Any more out there???


----------



## amber (Aug 5, 2006)

I can best sum it up to, someone had a vision, a grass-roots effort, to start a new site and see what happens.  Much of this happened as a result, IMO, because of the failure of foodnetwork and other food forums failures.  This site has been very successful for the years it has been up and running, and continues to gain new members everyday at record rates 

What I notice on this site is that everyone treats each other with respect. The admin and mods do the best to keep things under control in terms of bashing, trolls, etc. It's the best food forum I have seen.  So glad to see many new members too!


----------



## expatgirl (Aug 5, 2006)

Andy M. said:
			
		

> A lot of us came to DC from the Food Network forums when they closed down almost two years ago.  As a result, we have known each other for several years.
> 
> The same thing is happening here now with an influx of folks from another forum who are new to DC members who have been here longer but know each other quite well.
> 
> ...



Hi, Andy,

Thanks for posting--not to be nosy but how did you get to be asked???Was  an ad posted or what???  Because for the few months that I've been monitoring this site I can really see why you  fit the job.  But is there a formal poll, induction, application, etc. or did you just get the job by default??  Or did a former site helper just asked you to take over?  How long have you been doing it and what are the pros and cons of the job?  How much time do you find yourself devoting to this job???  Of course these questions are for anyone else out there as well.


----------



## expatgirl (Aug 5, 2006)

amber said:
			
		

> I can best sum it up to, someone had a vision, a grass-roots effort, to start a new site and see what happens.  Much of this happened as a result, IMO, because of the failure of foodnetwork and other food forums failures.  This site has been very successful for the years it has been up and running, and continues to gain new members everyday at record rates
> 
> What I notice on this site is that everyone treats each other with respect. The admin and mods do the best to keep things under control in terms of bashing, trolls, etc. It's the best food forum I have seen.  So glad to see many new members too!




Dear Amber,

YOu are ever so right on this score--thanks for your answer


----------



## MJ (Aug 5, 2006)

A guy named Goeff from the UK grabbed a bunch of good domain names, and started this site.

This is how DC looked back in the day

Back then, Kitchenelf was the only site helper here. Kitchenelf is the one who set the friendly tone here a long time ago, and is soley responsible for the great community that thrives here today, IMHO. 

She asked me and Barbara L to help out, and from there I dragged GB and Alix and a few others up the ranks with me. Kitchenelf got to busy with her "real life" and moved along, but she is still one of my best friends that I have met here.

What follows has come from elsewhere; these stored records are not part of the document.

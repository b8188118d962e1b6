//! Party 1: the identifier-only side. Runs rounds 1 and 3.

use crate::cipher::AdditiveCipher;
use crate::error::{PsiSumError, Result};
use crate::group::{blind_identifiers, reblind, validate_elements, BlindedValue};
use crate::messages::{Round1Message, Round2Message, Round3Message, Round3Output};
use crate::state::{Party1, Party1AwaitingRound2};
use rand::rngs::OsRng;
use rand::seq::SliceRandom;
use rayon::prelude::*;
use std::collections::HashSet;
use std::marker::PhantomData;
use tracing::{debug, info, instrument};

impl<C: AdditiveCipher> Party1<C> {
    /// Round 1: blind every identifier with k1 and shuffle.
    ///
    /// Consumes the identifier set; only the blinded set H1 is kept.
    #[instrument(skip_all, fields(identifiers = self.identifiers.len()))]
    pub fn round1(self) -> (Party1AwaitingRound2<C>, Round1Message) {
        let mut blinded = blind_identifiers(&self.identifiers, &self.exponent, &self.params);
        let blinded_set: HashSet<BlindedValue> = blinded.iter().cloned().collect();
        blinded.shuffle(&mut OsRng);

        info!(sent = blinded.len(), "Party 1 round 1 complete");

        let next = Party1AwaitingRound2 {
            params: self.params,
            exponent: self.exponent,
            blinded_set,
            sent: blinded.len(),
            _cipher: PhantomData,
        };
        (next, Round1Message::new(blinded))
    }
}

impl<C: AdditiveCipher> Party1AwaitingRound2<C> {
    /// Round 3: find Party 2's entries whose identifier is in V and add up
    /// their ciphertexts.
    ///
    /// Each entry `H(w)^k2` is raised to k1 and looked up among the
    /// doubly-blinded `(H(v)^k1)^k2` values Party 2 returned, so both sides of
    /// the comparison carry exactly k1 and k2.
    ///
    /// When nothing matches the aggregate is a fresh encryption of 0, which
    /// Party 2 cannot tell apart from a real sum of zero.
    ///
    /// # Errors
    /// Returns `PsiSumError::InvalidMessage` if an element is not reduced
    /// modulo p or the doubly-blinded list does not match the round 1 size.
    #[instrument(skip_all, err(Debug), fields(entries = message.entries.len()))]
    pub fn round3(
        self,
        message: Round2Message<C::PublicKey, C::Ciphertext>,
    ) -> Result<Round3Output<C::Ciphertext>> {
        if message.double_blinded.len() != self.sent {
            return Err(PsiSumError::InvalidMessage(format!(
                "expected {} double-blinded values, received {}",
                self.sent,
                message.double_blinded.len()
            )));
        }
        validate_elements(&message.double_blinded, &self.params, "double-blinded")?;
        validate_elements(
            message.entries.iter().map(|entry| &entry.blinded),
            &self.params,
            "entry",
        )?;

        let double_blinded_set: HashSet<&BlindedValue> = message.double_blinded.iter().collect();
        let reblinded: Vec<BlindedValue> = message
            .entries
            .par_iter()
            .map(|entry| reblind(&entry.blinded, &self.exponent, &self.params))
            .collect();

        let mut matched_indices = Vec::new();
        let mut aggregate: Option<C::Ciphertext> = None;
        for (index, (entry, value)) in message.entries.iter().zip(&reblinded).enumerate() {
            if !double_blinded_set.contains(value) {
                continue;
            }
            matched_indices.push(index);
            aggregate = Some(match aggregate {
                None => entry.ciphertext.clone(),
                Some(sum) => C::add(&message.public_key, &sum, &entry.ciphertext),
            });
        }
        debug!(matched = matched_indices.len(), "membership test done");

        let aggregate =
            aggregate.unwrap_or_else(|| C::encrypt(&message.public_key, 0, &mut OsRng));

        info!(matched = matched_indices.len(), "Party 1 round 3 complete");
        Ok(Round3Output {
            message: Round3Message { aggregate },
            matched_indices,
        })
    }
}

#[cfg(test)]
mod tests {
    use super::*;
    use crate::cipher::ToyCipher;
    use crate::group::{hash_to_group, GroupParameters};
    use crate::messages::EncryptedEntry;
    use crate::state::Party2;
    use num_bigint_dig::BigUint;

    fn party1(ids: &[&str]) -> Party1<ToyCipher> {
        Party1::new(ids, GroupParameters::mersenne_31()).unwrap()
    }

    #[test]
    fn test_round1_single_item() {
        let (_state, msg) = party1(&["alice"]).round1();
        assert_eq!(msg.len(), 1);
    }

    #[test]
    fn test_round1_keeps_blinded_set() {
        let (state, msg) = party1(&["alice", "bob", "carol"]).round1();
        assert_eq!(msg.len(), 3);
        let sent: HashSet<_> = msg.blinded.iter().cloned().collect();
        assert_eq!(&sent, state.blinded_set());
    }

    #[test]
    fn test_round1_counts_colliding_identifiers() {
        // Both identifiers hash to 1066211184 modulo 2^31 - 1.
        let params = GroupParameters::mersenne_31();
        assert_eq!(
            hash_to_group("id-68229", &params),
            hash_to_group("id-75629", &params)
        );

        let (state, msg) = party1(&["id-68229", "id-75629"]).round1();
        assert_eq!(msg.len(), 2);
        assert_eq!(state.sent, 2);
        assert_eq!(state.blinded_set().len(), 1);
    }

    #[test]
    fn test_round1_shuffles_output() {
        let ids: Vec<String> = (0..32).map(|i| format!("user-{}", i)).collect();
        let ids: Vec<&str> = ids.iter().map(String::as_str).collect();

        let reordered = (0..8).any(|_| {
            let party = party1(&ids);
            let in_order = blind_identifiers(&party.identifiers, &party.exponent, &party.params);
            let (_state, msg) = party.round1();
            msg.blinded != in_order
        });
        assert!(reordered);
    }

    #[test]
    fn test_round1_hides_hashes() {
        let params = GroupParameters::mersenne_31();
        let (_state, msg) = party1(&["alice", "bob"]).round1();
        for id in ["alice", "bob"] {
            let hashed = hash_to_group(id, &params);
            assert!(msg.blinded.iter().all(|b| *b.value() != hashed));
        }
    }

    #[test]
    fn test_round1_empty_set() {
        let (state, msg) = party1(&[]).round1();
        assert!(msg.is_empty());
        assert!(state.blinded_set().is_empty());
    }

    #[test]
    fn test_round3_rejects_wrong_double_blinded_count() {
        let (state, _msg) = party1(&["alice", "bob"]).round1();
        let party2 =
            Party2::new(&[("alice", 10u64)], GroupParameters::mersenne_31(), &ToyCipher).unwrap();
        let message = Round2Message::new(vec![], vec![], *party2.public_key());
        let result = state.round3(message);
        assert!(matches!(result, Err(PsiSumError::InvalidMessage(_))));
    }

    #[test]
    fn test_round3_accepts_colliding_identifiers() {
        let (state, msg) = party1(&["id-68229", "id-75629"]).round1();
        let party2 =
            Party2::new(&[("id-68229", 5u64)], GroupParameters::mersenne_31(), &ToyCipher).unwrap();
        let public_key = *party2.public_key();
        let (_p2, reply) = party2.round2(msg).unwrap();
        assert_eq!(reply.double_blinded.len(), 2);

        let output = state.round3(reply).unwrap();
        assert_eq!(output.intersection_size(), 1);
        assert_eq!(output.message.aggregate.value() / public_key.value(), 5);
    }

    #[test]
    fn test_round3_rejects_unreduced_entry() {
        let (state, msg) = party1(&["alice"]).round1();
        let party2 =
            Party2::new(&[("alice", 10u64)], GroupParameters::mersenne_31(), &ToyCipher).unwrap();
        let public_key = *party2.public_key();
        let (_p2, mut reply) = party2.round2(msg).unwrap();
        reply.entries.push(EncryptedEntry {
            blinded: BlindedValue::new(BigUint::from(u64::MAX)),
            ciphertext: reply.entries[0].ciphertext,
        });
        assert_eq!(reply.public_key, public_key);
        let result = state.round3(reply);
        assert_eq!(
            result,
            Err(PsiSumError::InvalidMessage(
                "entry element 1 is not reduced modulo p".to_string()
            ))
        );
    }

    #[test]
    fn test_round3_matched_indices_point_at_intersection() {
        let (state, msg) = party1(&["alice", "bob", "carol"]).round1();
        let party2 = Party2::new(
            &[("alice", 10u64), ("dave", 20), ("carol", 30), ("erin", 40)],
            GroupParameters::mersenne_31(),
            &ToyCipher,
        )
        .unwrap();
        let public_key = *party2.public_key();
        let (_p2, reply) = party2.round2(msg).unwrap();
        let entries = reply.entries.clone();

        let output = state.round3(reply).unwrap();
        assert_eq!(output.intersection_size(), 2);

        // The matched ciphertexts are exactly those encrypting 10 and 30.
        let mut matched: Vec<u64> = output
            .matched_indices
            .iter()
            .map(|&i| entries[i].ciphertext.value() / public_key.value())
            .collect();
        matched.sort_unstable();
        assert_eq!(matched, vec![10, 30]);
    }

    #[test]
    fn test_round3_no_match_encrypts_zero() {
        let (state, msg) = party1(&["a", "b"]).round1();
        let party2 = Party2::new(
            &[("c", 5u64), ("d", 7)],
            GroupParameters::mersenne_31(),
            &ToyCipher,
        )
        .unwrap();
        let public_key = *party2.public_key();
        let (_p2, reply) = party2.round2(msg).unwrap();

        let output = state.round3(reply).unwrap();
        assert!(output.matched_indices.is_empty());
        assert_eq!(output.message.aggregate.value() / public_key.value(), 0);
    }
}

I have met SOO many cool people here - to many to list. I am just happy to help out around here.


----------



## expatgirl (Aug 5, 2006)

Gee, thanks, MJ   for all the history, I hope that the rest of you don't mind going down memory lane but I think that it's important for the rest of the newcomers to  know what's involved in maintaining a site like this and its history---this is a very unique site that  should be known about--maybe on a separate thread. I 've been on other sites where people were rude and insulting to each other and no  one cared much less monitored it.  I think that DC is a very special place because of its moderators and site administrators and I think that it's nice to give you a lot of kudos here and to know how you came about.  Also recongnition should be given to the long time posters as well because they are the ones who have kept the site going, too.  Thanks to all of you.


----------



## Andy M. (Aug 5, 2006)

expat

I don't know about the behind the scenes process for selecting site helpers.  One day, GB PM'd me and asked if I'd like to help out.  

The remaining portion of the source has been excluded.